[Stored data entries]
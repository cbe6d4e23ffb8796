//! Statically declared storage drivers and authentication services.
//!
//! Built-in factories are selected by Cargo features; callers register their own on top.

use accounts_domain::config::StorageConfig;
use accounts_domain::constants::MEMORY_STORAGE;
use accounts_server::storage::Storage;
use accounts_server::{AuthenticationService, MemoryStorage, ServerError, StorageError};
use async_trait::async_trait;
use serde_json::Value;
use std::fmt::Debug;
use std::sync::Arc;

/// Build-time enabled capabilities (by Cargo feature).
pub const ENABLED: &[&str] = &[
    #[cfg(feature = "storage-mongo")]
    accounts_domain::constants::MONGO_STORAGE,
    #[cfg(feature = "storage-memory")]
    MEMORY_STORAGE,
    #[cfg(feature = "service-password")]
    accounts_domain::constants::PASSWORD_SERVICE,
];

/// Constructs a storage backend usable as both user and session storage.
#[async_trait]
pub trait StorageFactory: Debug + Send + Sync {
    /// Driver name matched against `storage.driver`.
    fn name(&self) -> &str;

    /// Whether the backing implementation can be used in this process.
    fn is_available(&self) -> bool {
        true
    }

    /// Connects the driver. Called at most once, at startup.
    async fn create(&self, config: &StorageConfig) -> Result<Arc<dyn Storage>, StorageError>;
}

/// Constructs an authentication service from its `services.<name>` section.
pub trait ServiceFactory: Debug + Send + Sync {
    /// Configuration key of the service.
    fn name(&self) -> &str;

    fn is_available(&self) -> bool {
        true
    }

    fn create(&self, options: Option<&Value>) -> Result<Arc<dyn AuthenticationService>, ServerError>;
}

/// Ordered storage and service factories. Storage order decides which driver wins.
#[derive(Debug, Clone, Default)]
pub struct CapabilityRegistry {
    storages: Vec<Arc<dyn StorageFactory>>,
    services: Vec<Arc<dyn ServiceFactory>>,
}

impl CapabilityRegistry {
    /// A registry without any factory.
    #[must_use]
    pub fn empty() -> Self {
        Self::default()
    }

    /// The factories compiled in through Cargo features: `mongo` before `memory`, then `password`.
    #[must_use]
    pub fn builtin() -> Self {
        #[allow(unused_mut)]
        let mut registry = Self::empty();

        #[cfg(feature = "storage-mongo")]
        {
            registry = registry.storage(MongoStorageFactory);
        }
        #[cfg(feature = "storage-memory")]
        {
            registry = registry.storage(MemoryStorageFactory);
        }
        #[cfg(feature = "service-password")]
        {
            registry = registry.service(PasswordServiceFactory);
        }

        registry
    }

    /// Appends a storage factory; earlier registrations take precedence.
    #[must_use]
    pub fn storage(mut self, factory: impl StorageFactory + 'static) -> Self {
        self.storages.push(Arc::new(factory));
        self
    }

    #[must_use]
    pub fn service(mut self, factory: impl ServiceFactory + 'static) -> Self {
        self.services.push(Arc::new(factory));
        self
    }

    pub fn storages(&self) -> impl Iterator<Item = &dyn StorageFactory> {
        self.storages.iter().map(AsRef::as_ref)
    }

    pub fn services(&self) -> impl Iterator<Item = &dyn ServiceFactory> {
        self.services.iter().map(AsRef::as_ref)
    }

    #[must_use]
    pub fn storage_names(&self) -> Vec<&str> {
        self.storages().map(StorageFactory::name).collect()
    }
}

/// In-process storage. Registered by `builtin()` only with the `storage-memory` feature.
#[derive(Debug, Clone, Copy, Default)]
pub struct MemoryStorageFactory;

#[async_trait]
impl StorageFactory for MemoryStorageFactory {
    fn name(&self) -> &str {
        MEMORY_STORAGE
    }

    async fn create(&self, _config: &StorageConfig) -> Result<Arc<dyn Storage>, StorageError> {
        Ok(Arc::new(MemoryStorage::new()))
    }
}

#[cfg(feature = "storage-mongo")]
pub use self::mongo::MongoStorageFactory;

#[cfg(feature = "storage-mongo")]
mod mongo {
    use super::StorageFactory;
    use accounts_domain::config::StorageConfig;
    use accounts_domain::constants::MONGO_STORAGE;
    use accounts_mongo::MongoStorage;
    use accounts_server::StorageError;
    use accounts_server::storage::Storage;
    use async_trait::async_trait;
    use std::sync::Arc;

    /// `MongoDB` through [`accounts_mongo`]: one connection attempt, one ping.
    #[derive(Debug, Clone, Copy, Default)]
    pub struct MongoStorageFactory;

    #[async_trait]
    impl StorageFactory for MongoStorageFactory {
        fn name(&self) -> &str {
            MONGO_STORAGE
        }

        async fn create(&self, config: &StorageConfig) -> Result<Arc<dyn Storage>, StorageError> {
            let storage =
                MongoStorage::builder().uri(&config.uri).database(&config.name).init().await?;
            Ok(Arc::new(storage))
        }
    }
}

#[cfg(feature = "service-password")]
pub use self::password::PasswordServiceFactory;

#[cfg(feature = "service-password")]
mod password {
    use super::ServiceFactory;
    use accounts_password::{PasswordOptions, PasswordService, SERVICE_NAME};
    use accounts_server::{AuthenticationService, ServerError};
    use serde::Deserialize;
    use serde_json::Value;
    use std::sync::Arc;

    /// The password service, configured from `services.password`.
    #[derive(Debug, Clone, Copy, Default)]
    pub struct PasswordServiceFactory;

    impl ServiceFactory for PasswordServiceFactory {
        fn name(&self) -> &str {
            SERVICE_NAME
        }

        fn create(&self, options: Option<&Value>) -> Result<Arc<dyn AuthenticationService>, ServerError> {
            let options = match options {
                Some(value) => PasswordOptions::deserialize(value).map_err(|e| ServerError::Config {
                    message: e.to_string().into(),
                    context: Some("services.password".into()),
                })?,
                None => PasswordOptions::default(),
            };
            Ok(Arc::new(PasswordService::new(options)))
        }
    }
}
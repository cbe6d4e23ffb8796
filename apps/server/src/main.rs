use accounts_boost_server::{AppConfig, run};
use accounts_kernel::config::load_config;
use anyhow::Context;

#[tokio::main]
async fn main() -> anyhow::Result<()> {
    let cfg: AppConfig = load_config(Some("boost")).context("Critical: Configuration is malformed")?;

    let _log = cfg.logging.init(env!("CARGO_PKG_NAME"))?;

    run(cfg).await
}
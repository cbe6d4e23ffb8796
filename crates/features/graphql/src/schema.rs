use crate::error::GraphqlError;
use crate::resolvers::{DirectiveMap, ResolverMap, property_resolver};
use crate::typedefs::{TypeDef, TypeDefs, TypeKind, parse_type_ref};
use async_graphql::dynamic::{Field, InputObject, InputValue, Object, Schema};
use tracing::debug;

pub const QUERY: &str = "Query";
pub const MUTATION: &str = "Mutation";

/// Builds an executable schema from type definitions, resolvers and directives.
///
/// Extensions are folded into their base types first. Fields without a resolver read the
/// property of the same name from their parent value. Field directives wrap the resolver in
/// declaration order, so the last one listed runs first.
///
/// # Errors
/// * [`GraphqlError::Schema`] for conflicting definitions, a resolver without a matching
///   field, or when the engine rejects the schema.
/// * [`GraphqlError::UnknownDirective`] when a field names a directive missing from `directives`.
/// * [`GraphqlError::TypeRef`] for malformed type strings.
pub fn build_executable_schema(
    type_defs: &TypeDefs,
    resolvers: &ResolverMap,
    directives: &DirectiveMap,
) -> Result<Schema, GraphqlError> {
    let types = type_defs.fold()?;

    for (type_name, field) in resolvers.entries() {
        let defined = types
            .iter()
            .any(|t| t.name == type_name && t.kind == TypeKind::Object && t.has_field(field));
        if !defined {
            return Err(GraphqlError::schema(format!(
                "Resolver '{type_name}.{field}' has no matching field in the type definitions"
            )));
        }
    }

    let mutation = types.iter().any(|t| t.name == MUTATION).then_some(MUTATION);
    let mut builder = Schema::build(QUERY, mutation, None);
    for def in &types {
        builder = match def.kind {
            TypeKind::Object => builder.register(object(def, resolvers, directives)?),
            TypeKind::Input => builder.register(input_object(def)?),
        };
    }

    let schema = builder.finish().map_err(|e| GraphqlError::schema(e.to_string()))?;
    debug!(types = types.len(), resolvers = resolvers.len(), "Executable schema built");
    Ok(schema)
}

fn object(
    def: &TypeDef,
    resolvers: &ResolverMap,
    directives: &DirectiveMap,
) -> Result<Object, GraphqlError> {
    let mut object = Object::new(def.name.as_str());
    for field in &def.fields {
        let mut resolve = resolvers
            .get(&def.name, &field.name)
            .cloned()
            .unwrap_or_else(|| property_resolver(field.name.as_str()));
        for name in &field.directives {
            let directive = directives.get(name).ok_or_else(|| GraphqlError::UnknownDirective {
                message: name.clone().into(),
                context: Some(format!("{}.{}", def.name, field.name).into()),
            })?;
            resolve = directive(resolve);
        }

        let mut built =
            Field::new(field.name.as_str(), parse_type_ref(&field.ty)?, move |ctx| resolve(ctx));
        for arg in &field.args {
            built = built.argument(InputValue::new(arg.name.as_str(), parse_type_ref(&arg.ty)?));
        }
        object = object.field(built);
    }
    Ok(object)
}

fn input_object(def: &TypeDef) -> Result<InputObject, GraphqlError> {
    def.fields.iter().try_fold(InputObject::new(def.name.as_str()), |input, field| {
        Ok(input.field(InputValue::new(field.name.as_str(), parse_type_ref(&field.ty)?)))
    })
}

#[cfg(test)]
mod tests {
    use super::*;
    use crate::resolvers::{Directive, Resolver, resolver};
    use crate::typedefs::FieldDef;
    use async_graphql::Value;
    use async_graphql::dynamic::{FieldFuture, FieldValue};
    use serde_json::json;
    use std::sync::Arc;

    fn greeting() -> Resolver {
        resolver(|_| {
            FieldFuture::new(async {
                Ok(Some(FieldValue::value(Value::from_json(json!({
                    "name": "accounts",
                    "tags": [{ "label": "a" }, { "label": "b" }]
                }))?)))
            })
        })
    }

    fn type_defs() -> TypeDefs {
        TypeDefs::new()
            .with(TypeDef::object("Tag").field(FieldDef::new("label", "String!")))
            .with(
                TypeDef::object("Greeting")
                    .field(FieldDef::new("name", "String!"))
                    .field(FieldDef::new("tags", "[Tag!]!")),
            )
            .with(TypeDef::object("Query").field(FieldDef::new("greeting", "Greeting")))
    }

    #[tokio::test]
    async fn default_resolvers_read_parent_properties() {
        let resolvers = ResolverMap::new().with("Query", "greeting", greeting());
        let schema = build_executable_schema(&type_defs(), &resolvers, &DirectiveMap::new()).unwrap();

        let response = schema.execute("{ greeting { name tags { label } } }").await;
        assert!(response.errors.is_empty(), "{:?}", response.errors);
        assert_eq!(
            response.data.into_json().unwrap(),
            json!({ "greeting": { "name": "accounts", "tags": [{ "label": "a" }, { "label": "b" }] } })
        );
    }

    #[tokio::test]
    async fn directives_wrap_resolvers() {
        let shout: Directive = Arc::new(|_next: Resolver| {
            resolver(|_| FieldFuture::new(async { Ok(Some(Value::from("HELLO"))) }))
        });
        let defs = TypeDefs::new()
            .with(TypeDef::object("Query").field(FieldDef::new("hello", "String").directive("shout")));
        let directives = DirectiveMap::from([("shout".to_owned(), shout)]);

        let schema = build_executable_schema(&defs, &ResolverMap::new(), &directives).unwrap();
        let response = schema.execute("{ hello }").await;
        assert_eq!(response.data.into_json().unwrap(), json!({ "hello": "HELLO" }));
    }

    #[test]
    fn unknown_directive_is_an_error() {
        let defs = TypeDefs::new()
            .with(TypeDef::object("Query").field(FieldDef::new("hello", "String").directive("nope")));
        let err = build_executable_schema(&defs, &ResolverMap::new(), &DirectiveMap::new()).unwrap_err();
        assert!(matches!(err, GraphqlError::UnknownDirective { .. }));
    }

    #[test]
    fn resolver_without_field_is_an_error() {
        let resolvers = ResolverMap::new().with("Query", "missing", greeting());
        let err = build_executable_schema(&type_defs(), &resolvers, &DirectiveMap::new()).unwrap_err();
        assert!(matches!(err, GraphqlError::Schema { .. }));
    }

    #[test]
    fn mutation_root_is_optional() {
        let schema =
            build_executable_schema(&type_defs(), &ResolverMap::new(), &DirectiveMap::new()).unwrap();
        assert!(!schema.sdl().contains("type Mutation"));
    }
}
--
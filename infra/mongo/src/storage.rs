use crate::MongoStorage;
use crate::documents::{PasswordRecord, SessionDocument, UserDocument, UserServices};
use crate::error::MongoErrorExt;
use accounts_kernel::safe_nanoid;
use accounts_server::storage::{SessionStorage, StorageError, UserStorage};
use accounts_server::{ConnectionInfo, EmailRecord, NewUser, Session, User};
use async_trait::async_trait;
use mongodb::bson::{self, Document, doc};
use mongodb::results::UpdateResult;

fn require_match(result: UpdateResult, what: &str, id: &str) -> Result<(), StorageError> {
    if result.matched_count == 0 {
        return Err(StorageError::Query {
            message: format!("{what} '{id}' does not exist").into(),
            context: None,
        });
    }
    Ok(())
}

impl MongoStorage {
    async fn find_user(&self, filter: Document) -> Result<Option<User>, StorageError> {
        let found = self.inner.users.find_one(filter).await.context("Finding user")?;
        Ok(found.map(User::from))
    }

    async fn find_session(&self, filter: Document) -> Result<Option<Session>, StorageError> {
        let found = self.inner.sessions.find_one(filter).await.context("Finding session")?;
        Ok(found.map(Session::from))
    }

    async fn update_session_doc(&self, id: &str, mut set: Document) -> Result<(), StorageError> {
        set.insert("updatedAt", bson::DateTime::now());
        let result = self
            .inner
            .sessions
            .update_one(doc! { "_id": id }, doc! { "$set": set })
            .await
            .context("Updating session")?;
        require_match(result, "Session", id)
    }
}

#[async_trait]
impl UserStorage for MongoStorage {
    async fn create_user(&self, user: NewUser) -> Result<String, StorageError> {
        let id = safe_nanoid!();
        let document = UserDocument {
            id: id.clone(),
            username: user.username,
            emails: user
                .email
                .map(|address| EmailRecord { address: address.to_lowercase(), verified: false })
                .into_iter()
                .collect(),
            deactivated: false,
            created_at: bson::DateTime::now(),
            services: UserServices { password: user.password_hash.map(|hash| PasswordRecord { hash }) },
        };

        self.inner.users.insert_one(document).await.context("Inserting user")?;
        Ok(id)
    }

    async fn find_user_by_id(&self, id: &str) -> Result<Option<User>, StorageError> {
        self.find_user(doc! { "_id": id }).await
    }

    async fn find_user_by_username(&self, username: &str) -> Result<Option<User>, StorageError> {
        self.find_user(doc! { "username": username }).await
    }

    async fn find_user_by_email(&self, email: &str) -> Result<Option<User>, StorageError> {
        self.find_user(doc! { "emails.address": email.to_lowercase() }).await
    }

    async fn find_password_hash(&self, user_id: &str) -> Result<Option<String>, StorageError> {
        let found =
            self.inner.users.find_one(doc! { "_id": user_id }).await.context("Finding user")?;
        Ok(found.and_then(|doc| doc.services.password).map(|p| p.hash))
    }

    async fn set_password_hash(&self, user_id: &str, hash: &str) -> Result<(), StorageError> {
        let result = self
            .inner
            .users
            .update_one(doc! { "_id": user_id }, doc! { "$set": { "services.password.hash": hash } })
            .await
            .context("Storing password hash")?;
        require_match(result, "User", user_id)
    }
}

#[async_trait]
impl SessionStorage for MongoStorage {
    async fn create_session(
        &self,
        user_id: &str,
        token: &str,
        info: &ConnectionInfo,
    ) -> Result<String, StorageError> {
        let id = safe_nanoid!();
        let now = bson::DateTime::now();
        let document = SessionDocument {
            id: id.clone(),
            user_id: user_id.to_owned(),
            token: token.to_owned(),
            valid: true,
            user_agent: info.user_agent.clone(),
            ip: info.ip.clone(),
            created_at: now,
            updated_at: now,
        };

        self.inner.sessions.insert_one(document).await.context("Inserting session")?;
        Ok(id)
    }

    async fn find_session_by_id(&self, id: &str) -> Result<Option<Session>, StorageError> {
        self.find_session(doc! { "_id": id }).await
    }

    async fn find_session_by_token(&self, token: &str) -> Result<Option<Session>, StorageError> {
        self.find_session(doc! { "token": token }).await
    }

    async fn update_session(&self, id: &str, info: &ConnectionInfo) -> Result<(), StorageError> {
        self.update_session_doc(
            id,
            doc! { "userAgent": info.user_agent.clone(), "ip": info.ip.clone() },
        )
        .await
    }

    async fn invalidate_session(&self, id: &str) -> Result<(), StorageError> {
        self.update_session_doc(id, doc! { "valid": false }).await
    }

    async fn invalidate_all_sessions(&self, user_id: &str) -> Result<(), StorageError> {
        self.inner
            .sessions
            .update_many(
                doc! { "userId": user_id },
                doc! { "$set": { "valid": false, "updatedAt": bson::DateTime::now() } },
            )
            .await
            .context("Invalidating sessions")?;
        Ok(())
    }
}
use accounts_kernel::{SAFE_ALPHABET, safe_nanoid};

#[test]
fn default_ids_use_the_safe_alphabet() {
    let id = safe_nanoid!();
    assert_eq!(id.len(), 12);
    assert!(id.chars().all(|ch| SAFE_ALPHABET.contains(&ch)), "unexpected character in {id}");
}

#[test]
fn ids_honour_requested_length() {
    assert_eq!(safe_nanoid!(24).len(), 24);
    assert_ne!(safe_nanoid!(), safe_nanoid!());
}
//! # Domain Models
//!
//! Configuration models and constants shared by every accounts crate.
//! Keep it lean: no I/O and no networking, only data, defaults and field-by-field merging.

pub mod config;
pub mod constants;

### Exercise requirements
Search the entries for the word "CapabilityRegistry" and copy every line that holds it.

### Output for this task
pub struct CapabilityRegistry {
impl CapabilityRegistry {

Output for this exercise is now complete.